While this is just one trail in the Aska Trail System, Stanley Gap is definitely the crown jewel of the Blue Ridge area. Best ridden as an out-and-back, the trail climbs steeply from the Deep Gap parking lot all the way up to the high point, and then descends back down a little ways to Stanley Gap.
After turning around and climbing back up that shorter section, the main downhill back down to the start is your true reward… and it is to die for! The speeds you can achieve dropping down this steep, steep section of trail can honestly be scary: make sure you either bring the balls or the skills to deal with the tight trees, big rocks, and sudden turns whipping past at mach 5!
Since this trail is practically in my backyard, there is a special place in my heart reserved for the Bull Mountain trail and the surrounding trail system.

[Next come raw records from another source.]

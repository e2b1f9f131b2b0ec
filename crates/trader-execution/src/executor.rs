//! 거래 executor 구현.
//!
//! 제공 기능:
//! - 시그널을 리스크 검사를 거친 시장가 주문으로 변환 및 제출
//! - 손절가 (주식은 익절가 포함 브라켓) 자동 설정
//! - 포지션 청산 및 손익 기록
//! - 긴급 전체 청산
//!
//! 모든 외부 호출은 시간 제한으로 감싸집니다.
//! 리스크 매니저 락은 외부 호출 동안 잡지 않습니다.

use chrono::Utc;
use rust_decimal::Decimal;
use serde::{Deserialize, Serialize};
use std::fmt;
use std::sync::Arc;
use std::time::Duration;
use tokio::sync::RwLock;
use tracing::{debug, error, info, warn, Instrument};
use trader_core::{
    call_with_timeout, trading_span, AccountSnapshot, AssetClass, ClosedPosition, ExecutionGateway,
    OrderRequest, PortfolioStore, Position, Price, TradeRecord, TradeSignal, TraderError,
    TraderResult,
};
use trader_risk::{ProtectiveLevels, RejectReason, RiskManager, SizingResult, ValidationResult};

/// 실행 결과 상태 (닫힌 집합).
#[derive(Debug, Clone, Copy, PartialEq, Eq, Serialize, Deserialize)]
#[serde(rename_all = "lowercase")]
pub enum TradeStatus {
    Success,
    Skipped,
    Rejected,
    Error,
}

impl fmt::Display for TradeStatus {
    fn fmt(&self, f: &mut fmt::Formatter<'_>) -> fmt::Result {
        let s = match self {
            TradeStatus::Success => "success",
            TradeStatus::Skipped => "skipped",
            TradeStatus::Rejected => "rejected",
            TradeStatus::Error => "error",
        };
        write!(f, "{}", s)
    }
}

/// 단일 거래 실행 결과.
#[derive(Debug, Clone, Serialize)]
#[serde(tag = "status", content = "detail", rename_all = "lowercase")]
pub enum ExecutionResult {
    /// 주문 제출 성공
    Success(TradeRecord),
    /// 건너뜀 (에러 아님)
    Skipped(String),
    /// 리스크 규칙으로 거부됨 (재시도하지 않음)
    Rejected(RejectReason),
    /// 시세 조회 또는 주문 제출 실패
    Error(String),
}

impl ExecutionResult {
    /// 상태.
    pub fn status(&self) -> TradeStatus {
        match self {
            ExecutionResult::Success(_) => TradeStatus::Success,
            ExecutionResult::Skipped(_) => TradeStatus::Skipped,
            ExecutionResult::Rejected(_) => TradeStatus::Rejected,
            ExecutionResult::Error(_) => TradeStatus::Error,
        }
    }

    /// 성공 여부.
    pub fn is_success(&self) -> bool {
        matches!(self, ExecutionResult::Success(_))
    }

    /// 체결 기록 (성공 시).
    pub fn trade(&self) -> Option<&TradeRecord> {
        match self {
            ExecutionResult::Success(record) => Some(record),
            _ => None,
        }
    }

    /// 사람이 읽을 수 있는 메시지.
    pub fn message(&self) -> String {
        match self {
            ExecutionResult::Success(record) => format!(
                "{} {} {} @ {}",
                record.side, record.quantity, record.symbol, record.entry_price
            ),
            ExecutionResult::Skipped(msg) | ExecutionResult::Error(msg) => msg.clone(),
            ExecutionResult::Rejected(reason) => reason.to_string(),
        }
    }
}

/// 개별 청산 결과.
#[derive(Debug, Clone, Serialize)]
#[serde(tag = "status", rename_all = "lowercase")]
pub enum CloseOutcome {
    /// 청산 성공
    Closed(ClosedPosition),
    /// 청산 실패
    Failed { symbol: String, error: String },
}

/// 전체 청산 보고서.
#[derive(Debug, Clone, Default, Serialize)]
pub struct CloseAllReport {
    /// 청산된 포지션 수
    pub closed: usize,
    /// 실패한 포지션 수
    pub failed: usize,
    /// 상세 결과
    pub details: Vec<CloseOutcome>,
}

impl CloseAllReport {
    /// 실현 손익 합계.
    pub fn total_pnl(&self) -> Decimal {
        self.details
            .iter()
            .filter_map(|d| match d {
                CloseOutcome::Closed(c) => Some(c.pnl),
                CloseOutcome::Failed { .. } => None,
            })
            .sum()
    }
}

/// 거래 executor.
///
/// 다음을 통합하는 핵심 컴포넌트:
/// - RiskManager: 사이징, 검증, 손절가, 진입/청산 기록
/// - ExecutionGateway: 시세 조회, 주문 제출, 청산
/// - PortfolioStore: 체결/청산 기록 전달 (선택)
#[derive(Clone)]
pub struct TradeExecutor {
    /// 실행 거래소
    gateway: Arc<dyn ExecutionGateway>,
    /// 리스크 관리자
    risk_manager: Arc<RwLock<RiskManager>>,
    /// 체결 기록 저장소
    store: Option<Arc<dyn PortfolioStore>>,
    /// 외부 호출 시간 제한
    call_timeout: Duration,
}

impl TradeExecutor {
    /// 새 executor 생성.
    pub fn new(
        gateway: Arc<dyn ExecutionGateway>,
        risk_manager: Arc<RwLock<RiskManager>>,
        call_timeout: Duration,
    ) -> Self {
        Self {
            gateway,
            risk_manager,
            store: None,
            call_timeout,
        }
    }

    /// 체결 기록 저장소를 설정합니다.
    pub fn with_store(mut self, store: Arc<dyn PortfolioStore>) -> Self {
        self.store = Some(store);
        self
    }

    /// 리스크 관리자 참조.
    pub fn risk_manager(&self) -> &Arc<RwLock<RiskManager>> {
        &self.risk_manager
    }

    /// 실행 거래소 참조.
    pub fn gateway(&self) -> &Arc<dyn ExecutionGateway> {
        &self.gateway
    }

    /// 외부 호출 시간 제한.
    pub fn call_timeout(&self) -> Duration {
        self.call_timeout
    }

    /// 현재가 조회. 시세가 없거나 호출이 실패하면 `QuoteUnavailable`.
    pub async fn current_price(&self, symbol: &str) -> TraderResult<Price> {
        let result = call_with_timeout(
            self.call_timeout,
            "current_price",
            self.gateway.current_price(symbol),
        )
        .await;

        match result {
            Ok(Some(price)) if price > Decimal::ZERO => Ok(price),
            Ok(_) => Err(TraderError::QuoteUnavailable(symbol.to_string())),
            Err(e) => {
                debug!(symbol = symbol, error = %e, "시세 조회 실패");
                Err(TraderError::QuoteUnavailable(format!("{}: {}", symbol, e)))
            }
        }
    }

    /// 오픈 포지션 조회.
    pub async fn positions(&self) -> TraderResult<Vec<Position>> {
        let positions =
            call_with_timeout(self.call_timeout, "positions", self.gateway.positions()).await?;
        Ok(positions)
    }

    /// 계좌 조회.
    pub async fn account(&self) -> TraderResult<AccountSnapshot> {
        let account =
            call_with_timeout(self.call_timeout, "account", self.gateway.account()).await?;
        Ok(account)
    }

    /// 시그널에 따라 단일 거래를 실행합니다.
    ///
    /// 순서: Hold 확인 → 시세 조회 → 사이징 → 검증 → 손절가 → 주문 제출 → 기록.
    pub async fn execute_trade(
        &self,
        symbol: &str,
        signal: TradeSignal,
        confidence: f64,
        reason: &str,
    ) -> ExecutionResult {
        let Some(side) = signal.side() else {
            return ExecutionResult::Skipped("Hold signal - no action taken".to_string());
        };

        let price = match self.current_price(symbol).await {
            Ok(price) => price,
            Err(e) => {
                warn!(symbol = symbol, error = %e, "시세 조회 불가, 자산 건너뜀");
                return ExecutionResult::Error(format!("Could not fetch price for {}", symbol));
            }
        };

        // 사이징과 검증은 하나의 쓰기 락 안에서 수행
        let (shares, position_value, levels, order) = {
            let mut rm = self.risk_manager.write().await;

            let (shares, position_value) =
                match rm.size_position(symbol, confidence, price) {
                    SizingResult::Sized {
                        shares,
                        position_value,
                    } => (shares, position_value),
                    SizingResult::Zero => {
                        info!(symbol = symbol, price = %price, "포지션 크기 0, 건너뜀");
                        return ExecutionResult::Skipped("Position size too small".to_string());
                    }
                };

            if let ValidationResult::Rejected(reject) = rm.validate_trade(side, shares, price) {
                warn!(
                    symbol = symbol,
                    code = reject.code(),
                    reason = %reject,
                    "거래 거부"
                );
                return ExecutionResult::Rejected(reject);
            }

            let levels = rm.protective_levels(price, side);
            let mut order =
                OrderRequest::market(symbol, side, shares).with_stop_loss(levels.stop_loss);
            // 주식은 브라켓 주문 (손절 + 익절)
            if AssetClass::classify(symbol) == AssetClass::Stock {
                order = order.with_take_profit(levels.take_profit);
            }

            (shares, position_value, levels, order)
        };

        let receipt = match call_with_timeout(
            self.call_timeout,
            "submit_order",
            self.gateway.submit_order(&order),
        )
        .instrument(trading_span!("submit_order", symbol, side))
        .await
        {
            Ok(receipt) => receipt,
            Err(e) => {
                error!(symbol = symbol, side = %side, error = %e, "주문 실패");
                return ExecutionResult::Error(format!("Order failed: {}", e));
            }
        };

        self.risk_manager
            .write()
            .await
            .record_open(symbol, position_value);

        let stop_loss = order.stop_loss.unwrap_or(price);
        let record = TradeRecord {
            order_id: receipt.order_id,
            symbol: symbol.to_string(),
            side,
            quantity: shares,
            entry_price: price,
            stop_loss,
            position_value,
            confidence,
            reason: reason.to_string(),
            opened_at: Utc::now(),
        };

        info!(
            symbol = symbol,
            side = %side,
            qty = %shares,
            price = %price,
            stop_loss = %stop_loss,
            risk_reward = %risk_reward_label(&levels, price),
            reason = reason,
            "거래 실행"
        );

        if let Some(store) = &self.store {
            let logged = call_with_timeout(
                self.call_timeout,
                "log_open",
                store.log_open(record.clone()),
            )
            .await;
            if let Err(e) = logged {
                warn!(symbol = symbol, error = %e, "체결 기록 실패");
            }
        }

        ExecutionResult::Success(record)
    }

    /// 포지션을 청산하고 손익을 기록합니다.
    pub async fn close_position(&self, symbol: &str) -> TraderResult<ClosedPosition> {
        let closed = call_with_timeout(
            self.call_timeout,
            "close_position",
            self.gateway.close_position(symbol),
        )
        .await
        .map_err(|e| TraderError::Execution(format!("Failed to close position: {}", e)))?;

        self.risk_manager
            .write()
            .await
            .record_close(symbol, closed.pnl);

        if let Some(store) = &self.store {
            let logged = call_with_timeout(
                self.call_timeout,
                "log_close",
                store.log_close(symbol, closed.exit_price, closed.pnl),
            )
            .await;
            if let Err(e) = logged {
                warn!(symbol = symbol, error = %e, "청산 기록 실패");
            }
        }

        info!(
            symbol = symbol,
            exit_price = %closed.exit_price,
            pnl = %closed.pnl,
            "포지션 청산"
        );

        Ok(closed)
    }

    /// 모든 오픈 포지션을 청산합니다 (긴급).
    ///
    /// 개별 청산 실패는 보고서에 기록되고 나머지 청산은 계속됩니다.
    pub async fn close_all_positions(&self) -> TraderResult<CloseAllReport> {
        let positions = self.positions().await?;
        let mut report = CloseAllReport::default();

        for position in positions {
            match self.close_position(&position.symbol).await {
                Ok(closed) => {
                    report.closed += 1;
                    report.details.push(CloseOutcome::Closed(closed));
                }
                Err(e) => {
                    error!(symbol = %position.symbol, error = %e, "청산 실패");
                    report.failed += 1;
                    report.details.push(CloseOutcome::Failed {
                        symbol: position.symbol.clone(),
                        error: e.to_string(),
                    });
                }
            }
        }

        warn!(
            closed = report.closed,
            failed = report.failed,
            total_pnl = %report.total_pnl(),
            "전체 청산 완료"
        );

        Ok(report)
    }
}

/// 로그용 위험 대비 보상 비율 (소수점 둘째 자리).
fn risk_reward_label(levels: &ProtectiveLevels, entry_price: Price) -> String {
    levels
        .risk_reward_ratio(entry_price)
        .map(|ratio| ratio.round_dp(2).to_string())
        .unwrap_or_else(|| "n/a".to_string())
}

Admittedly, the standard 11-mile Bull Mountain loop isn’t the best singletrack ride in the world. Much of the climbing takes place on old roads and doubletrack. However, the descent back down more than makes up for it! Expect rocks, rocks, and more rocks, high speeds, rhododendron tunnels, and the need to pick bugs out of your teeth after grinning all the way down.
In my opinion, two of the greatest things about the Bull Mountain loop are the large amount of elevation gain (and loss), and the remote feeling in the outer reaches of the loop. Up on the high Bare Hare trail, I always feel as if I am totally removed from civilization. It’s just me, my bike, and the mountain peaks!
I recommend adding in this approach trail to turn it into a 17 mile lariat.
Stonewall Falls is one of the only legitimate singletrack mountain bike trails in the northeastern corner of the state, and it is definitely worth a little bit of a drive to reach it. This 11+ mile loop is a challenging ride that will at least stretch you physically if it doesn’t test your bike handling skills.
In short, this trail never feels like it is on flat land. It is either climbing a hill or descending the other side. There is no break, there is no respite: your heart will be going the entire time!
In the end, the descents, narrow singletrack, and beautiful forests make all of the pain worthwhile. As a grand finale, Stonewall Falls sits at the very end of the loop, signaling the end of your ride from far off with its roaring water: a fitting end to a mountain bike trail in Georgia.
I’ve done enough writing, now it is time to hear from you: Have you ridden in North Georgia? What’s your favorite trail?
If you haven’t been here, what is your favorite trail where you live?